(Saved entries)
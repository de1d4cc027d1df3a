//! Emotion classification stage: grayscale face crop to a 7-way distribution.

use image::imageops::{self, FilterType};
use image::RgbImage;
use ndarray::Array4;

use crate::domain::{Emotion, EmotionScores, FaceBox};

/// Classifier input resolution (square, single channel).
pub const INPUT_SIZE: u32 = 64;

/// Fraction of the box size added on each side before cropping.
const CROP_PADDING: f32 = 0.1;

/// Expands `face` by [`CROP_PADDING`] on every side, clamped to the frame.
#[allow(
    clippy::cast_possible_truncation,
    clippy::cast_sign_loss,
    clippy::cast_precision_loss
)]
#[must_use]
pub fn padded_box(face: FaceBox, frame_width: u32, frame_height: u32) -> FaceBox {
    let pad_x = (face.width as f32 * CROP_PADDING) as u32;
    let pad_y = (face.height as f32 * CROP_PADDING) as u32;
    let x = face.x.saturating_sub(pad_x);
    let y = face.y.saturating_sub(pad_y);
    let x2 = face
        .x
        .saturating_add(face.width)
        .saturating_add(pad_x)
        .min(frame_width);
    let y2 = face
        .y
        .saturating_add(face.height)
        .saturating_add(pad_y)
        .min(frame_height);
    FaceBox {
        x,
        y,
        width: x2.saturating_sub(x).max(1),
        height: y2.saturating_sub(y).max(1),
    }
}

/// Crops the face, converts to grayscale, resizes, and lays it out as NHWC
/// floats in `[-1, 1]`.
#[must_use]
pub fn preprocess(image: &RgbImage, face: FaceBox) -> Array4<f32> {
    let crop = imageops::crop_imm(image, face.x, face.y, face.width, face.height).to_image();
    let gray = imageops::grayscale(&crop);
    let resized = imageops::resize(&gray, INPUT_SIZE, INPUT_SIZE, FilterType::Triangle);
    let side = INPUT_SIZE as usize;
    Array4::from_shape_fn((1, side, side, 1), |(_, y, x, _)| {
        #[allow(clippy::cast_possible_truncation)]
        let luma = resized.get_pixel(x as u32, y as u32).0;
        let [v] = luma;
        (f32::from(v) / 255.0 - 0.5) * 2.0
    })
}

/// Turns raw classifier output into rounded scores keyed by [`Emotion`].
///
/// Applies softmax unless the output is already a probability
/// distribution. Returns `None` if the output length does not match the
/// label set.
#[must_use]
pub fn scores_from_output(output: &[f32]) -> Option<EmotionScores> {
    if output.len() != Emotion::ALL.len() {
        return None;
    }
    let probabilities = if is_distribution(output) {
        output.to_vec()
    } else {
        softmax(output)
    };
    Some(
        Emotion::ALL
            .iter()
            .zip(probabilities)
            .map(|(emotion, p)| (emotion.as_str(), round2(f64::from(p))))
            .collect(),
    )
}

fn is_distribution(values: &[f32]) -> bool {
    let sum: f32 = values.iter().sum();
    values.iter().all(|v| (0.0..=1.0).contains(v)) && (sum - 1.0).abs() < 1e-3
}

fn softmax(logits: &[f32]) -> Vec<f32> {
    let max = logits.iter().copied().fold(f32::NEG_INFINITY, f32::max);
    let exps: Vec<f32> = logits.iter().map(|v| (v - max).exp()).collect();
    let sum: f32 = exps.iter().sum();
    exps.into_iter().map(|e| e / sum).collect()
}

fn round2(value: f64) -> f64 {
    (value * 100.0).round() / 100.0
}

Problem description → Identify the lines of the entries containing the string "softmax". Copy each such line.

Task result →
/// Applies softmax unless the output is already a probability
        softmax(output)
fn softmax(logits: &[f32]) -> Vec<f32> {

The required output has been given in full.